I'm trying to make sense of the blocking construct. While it's not entirely clear how it internally works, the general idea I got was that as long as I used Scala's global thread-pool, wrapping my code with a blocking context would make sure the thread-pool would create extra space for this job (as it's not CPU bound).

  (1 to 1000).foreach { i =>
    Future {
      println(i)
      Thread.sleep(100 * 1000)
    }
  }

will quickly show that only 8 jobs can simultaneously run, while

  (1 to 1000).foreach { i =>
    Future {
        blocking {
            println(i)
            Thread.sleep(100 * 1000)
        }
    }
  }

will show that now we have around 250 simultaneous jobs. Wow! What then caught me off-guard was that

  (1 to 1000).foreach { i =>
    Future {
      println(i)
      Thread.sleep(100 * 1000)
    }
  }

  ('a' to 'z').foreach { c =>
    Future {
        blocking {
            println(c)
            Thread.sleep(100 * 1000)
        }
    }
  }

will again only show 8 simultaneous jobs -- the blocking jobs won't get executed right away.

Why is this?
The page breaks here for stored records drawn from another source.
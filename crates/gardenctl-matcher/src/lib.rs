//! Target pattern matching for gardenctl.
//!
//! Free-form target strings (shell arguments, copied URLs, aliases) are
//! decomposed into a garden/project/namespace/shoot tuple by evaluating an
//! ordered list of regular expressions. The first pattern that matches wins
//! and its named capture groups populate a [`PatternMatch`].

mod key;
mod result;

pub use key::PatternKey;
pub use result::{MatchError, PatternMatch};

use regex_lite::Regex;

/// Match `value` against `patterns` in order.
///
/// Patterns are compiled lazily as they are reached. A pattern that fails to
/// compile aborts the whole operation with [`MatchError::Compile`], even if a
/// later pattern would have matched. Patterns after the first match are
/// neither compiled nor evaluated.
///
/// Patterns use `regex-lite` syntax, which has no Unicode classes: `\p{L}`
/// and similar fail with [`MatchError::Compile`] even though RE2 accepts them.
pub fn match_pattern<S: AsRef<str>>(patterns: &[S], value: &str) -> Result<PatternMatch, MatchError> {
    for pattern in patterns {
        let pattern = pattern.as_ref();
        let regex = Regex::new(pattern).map_err(|source| MatchError::Compile {
            pattern: pattern.to_string(),
            source,
        })?;

        if let Some(found) = extract(&regex, value) {
            return Ok(found);
        }
    }

    Err(MatchError::NoMatch {
        value: value.to_string(),
    })
}

/// Run a compiled pattern and copy recognized named groups into a match.
fn extract(regex: &Regex, value: &str) -> Option<PatternMatch> {
    let captures = regex.captures(value)?;
    let mut found = PatternMatch::default();

    for name in regex.capture_names().flatten() {
        let Some(key) = PatternKey::from_group_name(name) else {
            continue;
        };
        // Groups that did not participate, or matched nothing, stay unset.
        if let Some(m) = captures.name(name).filter(|m| !m.as_str().is_empty()) {
            found.set(key, m.as_str());
        }
    }

    Some(found)
}

#[cfg(test)]
mod tests {
    use super::*;

    const PATTERNS: &[&str] = &[
        "^(?P<garden>[a-z]+)$",
        "^(?P<garden>[a-z]+)/(?P<project>[a-z]+)$",
    ];

    #[test]
    fn test_first_pattern_wins() {
        let found = match_pattern(PATTERNS, "foo").unwrap();
        assert_eq!(found.garden.as_deref(), Some("foo"));
        assert_eq!(found.project, None);
        assert_eq!(found.namespace, None);
        assert_eq!(found.shoot, None);
    }

    #[test]
    fn test_falls_through_to_later_pattern() {
        let found = match_pattern(PATTERNS, "foo/bar").unwrap();
        assert_eq!(found.garden.as_deref(), Some("foo"));
        assert_eq!(found.project.as_deref(), Some("bar"));
    }

    #[test]
    fn test_empty_pattern_list_never_matches() {
        let patterns: &[&str] = &[];
        let result = match_pattern(patterns, "anything");
        assert!(matches!(result, Err(MatchError::NoMatch { .. })));
    }

    #[test]
    fn test_unmatched_value() {
        let result = match_pattern(PATTERNS, "Foo/Bar/Baz");
        match result {
            Err(MatchError::NoMatch { value }) => assert_eq!(value, "Foo/Bar/Baz"),
            other => panic!("expected NoMatch, got {:?}", other),
        }
    }

    #[test]
    fn test_invalid_pattern_aborts() {
        let patterns = ["^(?P<garden>[a-z]+", "^(?P<garden>.*)$"];
        match match_pattern(&patterns, "foo") {
            Err(MatchError::Compile { pattern, .. }) => assert_eq!(pattern, "^(?P<garden>[a-z]+"),
            other => panic!("expected Compile error, got {:?}", other),
        }
    }

    #[test]
    fn test_invalid_pattern_after_match_is_not_reached() {
        let patterns = ["^(?P<garden>.*)$", "(unclosed"];
        let found = match_pattern(&patterns, "prod").unwrap();
        assert_eq!(found.garden.as_deref(), Some("prod"));
    }

    #[test]
    fn test_all_recognized_groups() {
        let patterns = [
            r"^(?P<garden>[^/]+)/(?P<project>[^/]+)/(?P<namespace>[^/]+)/(?P<shoot>[^/]+)$",
        ];
        let found = match_pattern(&patterns, "sap/dev/garden-dev/cluster-1").unwrap();
        assert_eq!(found.garden.as_deref(), Some("sap"));
        assert_eq!(found.project.as_deref(), Some("dev"));
        assert_eq!(found.namespace.as_deref(), Some("garden-dev"));
        assert_eq!(found.shoot.as_deref(), Some("cluster-1"));
    }

    #[test]
    fn test_unknown_and_unnamed_groups_ignored() {
        let patterns = [r"^(?P<region>[a-z]+)-([0-9]+)-(?P<shoot>[a-z]+)$"];
        let found = match_pattern(&patterns, "eu-01-web").unwrap();
        assert_eq!(found.shoot.as_deref(), Some("web"));
        assert_eq!(found.garden, None);
        assert_eq!(found.project, None);
    }

    #[test]
    fn test_optional_group_not_participating() {
        let patterns = [r"^(?P<shoot>[a-z]+)(?:\.(?P<project>[a-z]+))?$"];
        let found = match_pattern(&patterns, "web").unwrap();
        assert_eq!(found.shoot.as_deref(), Some("web"));
        assert_eq!(found.project, None);

        let found = match_pattern(&patterns, "web.dev").unwrap();
        assert_eq!(found.project.as_deref(), Some("dev"));
    }

    #[test]
    fn test_unanchored_pattern_matches_substring() {
        let patterns = [r"shoot--(?P<project>[a-z0-9]+)--(?P<shoot>[a-z0-9-]+)"];
        let found = match_pattern(&patterns, "https://dashboard/shoot--core--api-1").unwrap();
        assert_eq!(found.project.as_deref(), Some("core"));
        assert_eq!(found.shoot.as_deref(), Some("api-1"));
    }

    #[test]
    fn test_unicode_class_not_supported() {
        let patterns = [r"^(?P<garden>\p{L}+)$"];
        let result = match_pattern(&patterns, "garden");
        assert!(matches!(result, Err(MatchError::Compile { .. })));
    }

    #[test]
    fn test_accepts_owned_strings() {
        let patterns = vec!["^(?P<garden>.+)$".to_string()];
        let found = match_pattern(&patterns, "landscape").unwrap();
        assert_eq!(found.garden.as_deref(), Some("landscape"));
    }
}
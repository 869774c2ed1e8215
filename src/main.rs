//! gardenctl CLI
//!
//! Entry point for the `gardenctl` command-line tool.

use clap::{Parser, Subcommand};
use gardenctl::config::GardenUpdate;
use gardenctl::{kubeconfig, metadata, paths, GardenRegistry, PatternKey};
use std::collections::BTreeMap;
use std::path::{Path, PathBuf};
use std::process;
use tracing_subscriber::{fmt, prelude::*, EnvFilter};

#[derive(Parser)]
#[command(name = "gardenctl")]
#[command(about = "Manage Garden clusters and resolve targets", version)]
struct Cli {
    /// Path to the gardenctl config file (default: $GCTL_HOME/gardenctl-v2.yaml or ~/.garden/gardenctl-v2.yaml)
    #[arg(long, global = true)]
    config: Option<PathBuf>,

    #[command(subcommand)]
    command: Commands,
}

#[derive(Subcommand)]
enum Commands {
    /// Modify the gardenctl configuration
    Config {
        #[command(subcommand)]
        action: ConfigCommands,
    },

    /// Print the garden name for a name or alias
    Resolve {
        name_or_alias: String,
    },

    /// Decompose a target string using the configured match patterns
    Match {
        value: String,

        /// Output in JSON format
        #[arg(long)]
        json: bool,
    },
}

#[derive(Subcommand)]
enum ConfigCommands {
    /// Print the configuration
    View {
        /// Output in JSON format
        #[arg(long)]
        json: bool,
    },

    /// Add the Garden cluster a kubeconfig points to
    AddGarden {
        /// Path to the kubeconfig of the Garden cluster
        kubeconfig: String,

        /// Name of the new garden. Must be unique. Defaults to the context name
        #[arg(long)]
        name: Option<String>,

        /// Use a specific context of the kubeconfig
        #[arg(long)]
        use_context: Option<String>,

        /// ConfigMap YAML file with the cluster's gardenctl settings
        #[arg(long)]
        cluster_config: Option<PathBuf>,
    },

    /// Modify or add a garden
    SetGarden {
        name: String,

        /// Path to the kubeconfig of the Garden cluster
        #[arg(long)]
        kubeconfig: Option<String>,

        /// Context of the kubeconfig to use
        #[arg(long)]
        context: Option<String>,

        /// Cluster identity of the Garden cluster
        #[arg(long)]
        identity: Option<String>,

        /// Alternative name for the garden (repeatable)
        #[arg(long)]
        aliases: Option<Vec<String>>,
    },
}

fn main() {
    // Initialize tracing (respects RUST_LOG env var)
    tracing_subscriber::registry()
        .with(fmt::layer().with_writer(std::io::stderr))
        .with(EnvFilter::from_default_env())
        .init();

    let cli = Cli::parse();

    let config_path = match cli.config {
        Some(path) => path,
        None => match paths::default_config_path() {
            Ok(path) => path,
            Err(e) => fail(&format!("failed to locate config file: {}", e)),
        },
    };

    let result = match cli.command {
        Commands::Config { action } => match action {
            ConfigCommands::View { json } => run_view(&config_path, json),
            ConfigCommands::AddGarden {
                kubeconfig,
                name,
                use_context,
                cluster_config,
            } => run_add_garden(&config_path, &kubeconfig, name, use_context, cluster_config),
            ConfigCommands::SetGarden {
                name,
                kubeconfig,
                context,
                identity,
                aliases,
            } => run_set_garden(
                &config_path,
                &name,
                GardenUpdate {
                    kubeconfig,
                    context,
                    identity,
                    aliases,
                },
            ),
        },
        Commands::Resolve { name_or_alias } => run_resolve(&config_path, &name_or_alias),
        Commands::Match { value, json } => run_match(&config_path, &value, json),
    };

    if let Err(e) = result {
        fail(&e);
    }
}

fn fail(message: &str) -> ! {
    eprintln!("Error: {}", message);
    process::exit(1);
}

fn load_registry(config_path: &Path) -> Result<GardenRegistry, String> {
    GardenRegistry::load(config_path).map_err(|e| e.to_string())
}

fn run_view(config_path: &Path, json: bool) -> Result<(), String> {
    let registry = load_registry(config_path)?;
    let output = if json {
        serde_json::to_string_pretty(registry.config()).map_err(|e| e.to_string())?
    } else {
        serde_yaml::to_string(registry.config()).map_err(|e| e.to_string())?
    };
    println!("{}", output.trim_end());
    Ok(())
}

fn run_add_garden(
    config_path: &Path,
    kubeconfig_arg: &str,
    name: Option<String>,
    use_context: Option<String>,
    cluster_config: Option<PathBuf>,
) -> Result<(), String> {
    let kubeconfig_arg = kubeconfig_arg.trim();
    if kubeconfig_arg.is_empty() {
        return Err("no kubeconfig path specified".to_string());
    }

    let kubeconfig_file = paths::expand_home(kubeconfig_arg)
        .map_err(|e| format!("failed to resolve ~ in kubeconfig path: {}", e))?;
    let context = kubeconfig::resolve_context(Path::new(&kubeconfig_file), use_context.as_deref())
        .map_err(|e| format!("failed to add garden: {}", e))?;

    let name = name.filter(|n| !n.is_empty()).unwrap_or_else(|| context.clone());

    let metadata = match cluster_config {
        Some(path) => metadata::load_metadata(&path).map_err(|e| e.to_string())?,
        None => BTreeMap::new(),
    };

    let mut registry = load_registry(config_path)?;
    // Only an explicitly requested context is stored; otherwise the
    // kubeconfig's current-context stays in charge.
    let stored_context = use_context.unwrap_or_default();
    registry
        .add_garden(&name, &kubeconfig_file, &stored_context, &metadata, config_path)
        .map_err(|e| e.to_string())?;

    tracing::info!(garden = %name, context = %context, "garden added");
    println!("Added garden {:?} to {}", name, config_path.display());
    Ok(())
}

fn run_set_garden(config_path: &Path, name: &str, mut update: GardenUpdate) -> Result<(), String> {
    let name = name.trim();
    if name.is_empty() {
        return Err("garden name is required".to_string());
    }

    if let Some(kubeconfig) = update.kubeconfig.take() {
        let expanded = paths::expand_home(&kubeconfig)
            .map_err(|e| format!("failed to resolve ~ in kubeconfig path: {}", e))?;
        update.kubeconfig = Some(expanded);
    }

    let mut registry = load_registry(config_path)?;
    registry
        .set_garden(name, update, config_path)
        .map_err(|e| e.to_string())?;

    tracing::info!(garden = %name, "garden updated");
    println!("Configured garden {:?} in {}", name, config_path.display());
    Ok(())
}

fn run_resolve(config_path: &Path, name_or_alias: &str) -> Result<(), String> {
    let registry = load_registry(config_path)?;
    let name = registry.resolve_name(name_or_alias).map_err(|e| e.to_string())?;
    println!("{}", name);
    Ok(())
}

fn run_match(config_path: &Path, value: &str, json: bool) -> Result<(), String> {
    let registry = load_registry(config_path)?;
    let mut found = registry.config().match_pattern(value).map_err(|e| e.to_string())?;

    // A captured garden may be an alias
    if let Some(garden) = found.garden.take() {
        let name = registry.resolve_name(&garden).map_err(|e| e.to_string())?;
        found.garden = Some(name.to_string());
    }

    if json {
        let output = serde_json::to_string_pretty(&found).map_err(|e| e.to_string())?;
        println!("{}", output);
    } else {
        for key in PatternKey::ALL {
            if let Some(v) = found.get(key) {
                println!("{}: {}", key, v);
            }
        }
    }
    Ok(())
}
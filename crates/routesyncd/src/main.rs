//! Route Synchronization Daemon
//!
//! Main entry point. Connects to the pipeline control service, replays the
//! current kernel route table once, then synchronizes live route and neighbor
//! events until interrupted.
//!
//! # NIST 800-53 Rev 5 Control Mappings
//! - AU-3: Content of Audit Records - Structured logging
//! - AU-12: Audit Record Generation - Daemon lifecycle logged
//! - SI-4: System Monitoring - Real-time event processing

use clap::Parser;
use routesyncd::{
    AddressResolver, AsyncNetlinkSocket, BessClient, BootstrapScanner, ChainMap, EventReconciler,
    ForwardingUpdater, PingProber, ProcArpCache, Result, RouteEvent, RoutesyncError,
    run_event_loop,
};
use tokio::sync::{mpsc, watch};
use tracing::{error, info, warn};
use tracing_subscriber::EnvFilter;

/// Bound on queued kernel events before backpressure on the reader task
const EVENT_CHANNEL_CAPACITY: usize = 1024;

/// Pause between receive attempts after a netlink socket error
const RECV_RETRY_DELAY: std::time::Duration = std::time::Duration::from_millis(500);

/// Kernel route to packet-pipeline synchronization daemon
#[derive(Parser, Debug)]
#[command(name = "routesyncd")]
#[command(author, version, about, long_about = None)]
struct Args {
    /// Pipeline control service host
    #[arg(long, default_value = routesyncd::DEFAULT_BESSD_HOST)]
    bessd_host: String,

    /// Pipeline control service port
    #[arg(long, default_value_t = routesyncd::DEFAULT_BESSD_PORT)]
    bessd_port: u16,

    /// Interfaces with a pipeline chain (comma separated)
    #[arg(long, value_delimiter = ',', default_value = "s1u,sgi")]
    interfaces: Vec<String>,

    /// Log level (trace, debug, info, warn, error)
    #[arg(short = 'l', long, default_value = "info")]
    log_level: String,
}

#[tokio::main]
async fn main() -> std::result::Result<(), Box<dyn std::error::Error>> {
    let args = Args::parse();
    init_logging(&args.log_level)?;

    info!("routesyncd: starting route synchronization daemon");

    match run_daemon(args).await {
        Ok(()) => {
            info!("routesyncd: daemon exiting normally");
            Ok(())
        }
        Err(e) => {
            error!(error = %e, "routesyncd: daemon exiting with error");
            Err(Box::new(e) as Box<dyn std::error::Error>)
        }
    }
}

/// Initialize structured logging
fn init_logging(level: &str) -> Result<()> {
    let filter = EnvFilter::try_new(level)
        .map_err(|e| RoutesyncError::Config(format!("invalid log level: {}", e)))?;

    tracing_subscriber::fmt()
        .with_env_filter(filter)
        .with_target(true)
        .compact()
        .try_init()
        .map_err(|e| RoutesyncError::Config(format!("failed to set logger: {}", e)))?;

    Ok(())
}

/// Main daemon flow: connect, bootstrap, then the live event loop
async fn run_daemon(args: Args) -> Result<()> {
    let chains = ChainMap::for_interfaces(&args.interfaces);
    info!(
        host = %args.bessd_host,
        port = args.bessd_port,
        interfaces = ?args.interfaces,
        "connecting to pipeline control service"
    );

    let bess = BessClient::connect(&args.bessd_host, args.bessd_port).await?;
    let updater = ForwardingUpdater::new(bess, chains);
    let resolver = AddressResolver::new(ProcArpCache::new(), PingProber);
    let mut reconciler = EventReconciler::new(updater, resolver);

    // Subscribe before the scan so changes racing the bootstrap queue up in
    // the socket buffer instead of being lost.
    let mut socket = AsyncNetlinkSocket::new()?;

    let routes = BootstrapScanner::new().scan()?;
    reconciler.bootstrap(routes).await?;

    // Single ordered stream: one reader task feeds one reconciliation task.
    let (event_tx, event_rx) = mpsc::channel::<RouteEvent>(EVENT_CHANNEL_CAPACITY);
    let reader = tokio::spawn(async move {
        loop {
            match socket.recv_events().await {
                Ok(events) => {
                    for event in events {
                        if event_tx.send(event).await.is_err() {
                            return;
                        }
                    }
                }
                Err(e) => {
                    warn!(error = %e, "error receiving netlink events");
                    // A persistently failing socket must not spin the log
                    tokio::time::sleep(RECV_RETRY_DELAY).await;
                }
            }
        }
    });

    let (shutdown_tx, shutdown_rx) = watch::channel(false);
    tokio::spawn(async move {
        wait_for_signal().await;
        let _ = shutdown_tx.send(true);
    });

    info!("routesyncd: listening for route and neighbor events");
    run_event_loop(&mut reconciler, event_rx, shutdown_rx).await;

    // Tear down the live event source before exiting so no event is delivered
    // into a half-destroyed daemon. No transaction is in flight here: the
    // event loop only returns between reconciliation transactions.
    reader.abort();
    info!("routesyncd: graceful shutdown complete");
    Ok(())
}

/// Wait for SIGINT or SIGTERM
#[cfg(unix)]
async fn wait_for_signal() {
    use tokio::signal::unix::{SignalKind, signal};

    let mut sigint = match signal(SignalKind::interrupt()) {
        Ok(s) => s,
        Err(e) => {
            error!(error = %e, "failed to install SIGINT handler");
            return std::future::pending::<()>().await;
        }
    };
    let mut sigterm = match signal(SignalKind::terminate()) {
        Ok(s) => s,
        Err(e) => {
            error!(error = %e, "failed to install SIGTERM handler");
            return std::future::pending::<()>().await;
        }
    };

    tokio::select! {
        _ = sigint.recv() => info!("routesyncd: received SIGINT"),
        _ = sigterm.recv() => info!("routesyncd: received SIGTERM"),
    }
}

#[cfg(not(unix))]
async fn wait_for_signal() {
    if tokio::signal::ctrl_c().await.is_ok() {
        info!("routesyncd: received interrupt");
    }
}
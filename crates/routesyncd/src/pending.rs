//! Store for routes awaiting gateway link-layer resolution
//!
//! Routes whose gateway has no ARP entry yet are parked here, keyed by the
//! gateway address, until a neighbor-resolution event supplies the MAC.
//!
//! # NIST 800-53 Rev 5 Control Mappings
//! - SI-4: System Monitoring - Deferred work is explicit, bounded state
//! - AU-12: Audit Record Generation - Insertions and displacements logged

use crate::types::RouteIntent;
use std::collections::HashMap;
use std::net::Ipv4Addr;
use tracing::debug;

/// Keyed map of unresolved route intents
///
/// At most one pending entry exists per gateway address; a later route naming
/// the same gateway displaces the earlier one (last-route-wins). `take` is the
/// only way out, so a resolution event acts on a key at most once.
#[derive(Debug, Default)]
pub struct PendingResolutionStore {
    entries: HashMap<Ipv4Addr, RouteIntent>,
}

impl PendingResolutionStore {
    /// Create an empty store
    pub fn new() -> Self {
        Self::default()
    }

    /// Insert or overwrite the pending intent for a gateway
    pub fn put(&mut self, gateway: Ipv4Addr, intent: RouteIntent) {
        if let Some(prev) = self.entries.insert(gateway, intent) {
            debug!(
                gateway = %gateway,
                displaced = %prev.cidr(),
                "replaced pending route for gateway"
            );
        }
    }

    /// Remove and return the pending intent for a gateway, if any
    pub fn take(&mut self, gateway: &Ipv4Addr) -> Option<RouteIntent> {
        self.entries.remove(gateway)
    }

    /// Whether a gateway has a pending intent
    pub fn contains(&self, gateway: &Ipv4Addr) -> bool {
        self.entries.contains_key(gateway)
    }

    /// Number of gateways awaiting resolution
    pub fn len(&self) -> usize {
        self.entries.len()
    }

    /// True when nothing is pending
    pub fn is_empty(&self) -> bool {
        self.entries.is_empty()
    }
}
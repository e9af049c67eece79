//! Interface to pipeline-chain bindings
//!
//! Each network interface the daemon manages maps to a fixed pair of pipeline
//! modules: an IP longest-prefix-match route module and a terminal egress
//! module. The pair names are deterministic from the interface name, matching
//! the module graph the dataplane builds at startup.
//!
//! # NIST 800-53 Rev 5 Control Mappings
//! - CM-6: Configuration Settings - Static chain bindings validated up front
//! - CM-8: System Component Inventory - Known interfaces enumerated at startup

use crate::error::{Result, RoutesyncError};
use std::collections::HashMap;

/// Default pipeline control endpoint
pub const DEFAULT_BESSD_HOST: &str = "localhost";
pub const DEFAULT_BESSD_PORT: u16 = 10514;

/// Interfaces managed by default: the access-side and core-side ports
pub const DEFAULT_INTERFACES: [&str; 2] = ["s1u", "sgi"];

/// Module name suffixes fixed by the dataplane's module graph
const ROUTE_MODULE_SUFFIX: &str = "_routes";
const EGRESS_MODULE_SUFFIX: &str = "_dpdk_po";

/// Pipeline module pair for one interface
#[derive(Debug, Clone, PartialEq, Eq)]
pub struct ChainBinding {
    /// IP lookup module receiving route entries
    pub route_module: String,
    /// Terminal egress module transmitting packets
    pub egress_module: String,
}

/// Static mapping from interface name to its pipeline chain
///
/// # NIST Controls
/// - CM-6: Configuration Settings - Unknown interfaces rejected, never mis-wired
#[derive(Debug, Clone, Default)]
pub struct ChainMap {
    bindings: HashMap<String, ChainBinding>,
}

impl ChainMap {
    /// Build bindings for the given interface names
    pub fn for_interfaces<I, S>(interfaces: I) -> Self
    where
        I: IntoIterator<Item = S>,
        S: AsRef<str>,
    {
        let bindings = interfaces
            .into_iter()
            .map(|iface| {
                let iface = iface.as_ref();
                (
                    iface.to_string(),
                    ChainBinding {
                        route_module: format!("{}{}", iface, ROUTE_MODULE_SUFFIX),
                        egress_module: format!("{}{}", iface, EGRESS_MODULE_SUFFIX),
                    },
                )
            })
            .collect();
        Self { bindings }
    }

    /// Look up the chain binding for an interface
    ///
    /// An unknown interface is a configuration error; callers must check
    /// before mutating the pipeline.
    pub fn get(&self, iface: &str) -> Result<&ChainBinding> {
        self.bindings
            .get(iface)
            .ok_or_else(|| RoutesyncError::UnknownInterface(iface.to_string()))
    }

    /// Whether the interface has a binding
    pub fn contains(&self, iface: &str) -> bool {
        self.bindings.contains_key(iface)
    }

    /// Number of configured interfaces
    pub fn len(&self) -> usize {
        self.bindings.len()
    }

    /// True when no interfaces are configured
    pub fn is_empty(&self) -> bool {
        self.bindings.is_empty()
    }
}
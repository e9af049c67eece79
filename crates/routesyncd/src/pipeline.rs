//! Pipeline control surface
//!
//! The daemon treats the packet-processing pipeline as a remote module graph
//! it mutates transactionally. This module defines the transport-neutral
//! operation set; `bess_adapter` provides the gRPC implementation, tests use
//! recording fakes.
//!
//! # NIST 800-53 Rev 5 Control Mappings
//! - SC-7: Boundary Protection - Narrow, typed surface to the dataplane
//! - AC-3: Access Enforcement - All pipeline mutations funnel through one trait

use crate::error::Result;
use async_trait::async_trait;
use std::net::Ipv4Addr;

/// One field overwrite performed by a packet-rewrite stage
#[derive(Debug, Clone, Copy, PartialEq, Eq)]
pub struct UpdateField {
    /// Byte offset into the packet
    pub offset: u64,
    /// Number of bytes to overwrite
    pub size: u64,
    /// Replacement value, host integer form (low `size` bytes used)
    pub value: u64,
}

/// Typed argument for module creation and module commands
///
/// Decoded/encoded exactly once at the transport boundary.
#[derive(Debug, Clone, PartialEq, Eq)]
pub enum ModuleArg {
    /// Argument for a packet-field rewrite stage (`Update` module class)
    Update { fields: Vec<UpdateField> },
    /// Argument for an IP lookup module's `add` command
    IpLookupAdd {
        prefix: Ipv4Addr,
        prefix_len: u8,
        gate: u64,
    },
}

/// Operations consumed from the pipeline control boundary
///
/// Every call maps to one control RPC; a non-zero pipeline status surfaces as
/// `RoutesyncError::Pipeline` with the failing operation name and code.
///
/// # Pause/resume barrier
///
/// `pause_all`/`resume_all` form the transactional boundary: no packet is
/// processed by the pipeline between a pause and the matching resume. Callers
/// own the bracketing discipline; only one transaction may hold the barrier at
/// a time (guaranteed by single-stream event processing).
#[async_trait]
pub trait PipelineControl: Send {
    /// Stop packet processing across the whole pipeline
    async fn pause_all(&mut self) -> Result<()>;

    /// Resume packet processing
    async fn resume_all(&mut self) -> Result<()>;

    /// Instantiate a module of class `mclass` under `name`
    async fn create_module(&mut self, mclass: &str, name: &str, arg: &ModuleArg) -> Result<()>;

    /// Connect `from`'s output gate 0 to `to`'s input gate 0
    async fn connect_modules(&mut self, from: &str, to: &str) -> Result<()>;

    /// Run `cmd` on an existing module
    async fn run_module_command(&mut self, module: &str, cmd: &str, arg: &ModuleArg) -> Result<()>;
}
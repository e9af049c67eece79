//! Error types for routesyncd
//!
//! # NIST 800-53 Rev 5 Control Mappings
//! - SI-11: Error Handling - Structured error types with contextual information
//! - AU-3: Content of Audit Records - Errors carry the identifying route triple

use std::net::Ipv4Addr;
use thiserror::Error;

/// Errors that can occur in routesyncd
///
/// # NIST Controls
/// - SI-11(a): Generate error messages providing information necessary for corrective actions
/// - SI-11(b): Reveal only information necessary for error handling
#[derive(Debug, Error)]
pub enum RoutesyncError {
    /// Pipeline gRPC channel could not be established or broke down
    /// NIST: SC-8 (Transmission Confidentiality) - Control channel errors
    #[error("pipeline transport error: {0}")]
    Transport(#[from] tonic::transport::Error),

    /// Pipeline RPC failed at the gRPC layer
    #[error("pipeline RPC failed: {0}")]
    Rpc(#[from] tonic::Status),

    /// Pipeline accepted the RPC but reported a non-zero status
    /// NIST: SI-4 (System Monitoring) - Pipeline-side failures are observable
    #[error("pipeline rejected {op}: code {code} ({msg})")]
    Pipeline {
        op: &'static str,
        code: i32,
        msg: String,
    },

    /// Netlink socket error
    /// NIST: SC-7 (Boundary Protection) - Kernel interface errors
    #[error("netlink error: {0}")]
    Netlink(String),

    /// Interface index could not be resolved to a name
    #[error("interface not found: index {0}")]
    InterfaceNotFound(u32),

    /// Interface has no pipeline chain binding configured
    /// NIST: CM-6 (Configuration Settings) - Reject mis-wired updates
    #[error("unknown interface {0}: no pipeline chain binding")]
    UnknownInterface(String),

    /// Route intent submitted for installation before its gateway resolved
    #[error("route via {0} has no resolved link-layer address")]
    Unresolved(Ipv4Addr),

    /// Configuration error
    #[error("configuration error: {0}")]
    Config(String),
}

/// Result type alias for routesyncd operations
pub type Result<T> = std::result::Result<T, RoutesyncError>;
What really are the internal mechanics of the blocking context?

devoured elysium
  • 101,373
  • 131
  • 340
  • 557
  • The general idea is that if you want a long-running asynchronous process you use a Task library or Actors, and use `Future` for short, non-blocking operations. – Tim Mar 27 '19 at 09:09

2 Answers2

4

blocking only takes effect once you've entered the blocking context. Since you have 8 non-blocking futures running, it won't start any new futures, so they can't enter the blocking context. In other words, Scala doesn't "know" they're blocking until they start being executed.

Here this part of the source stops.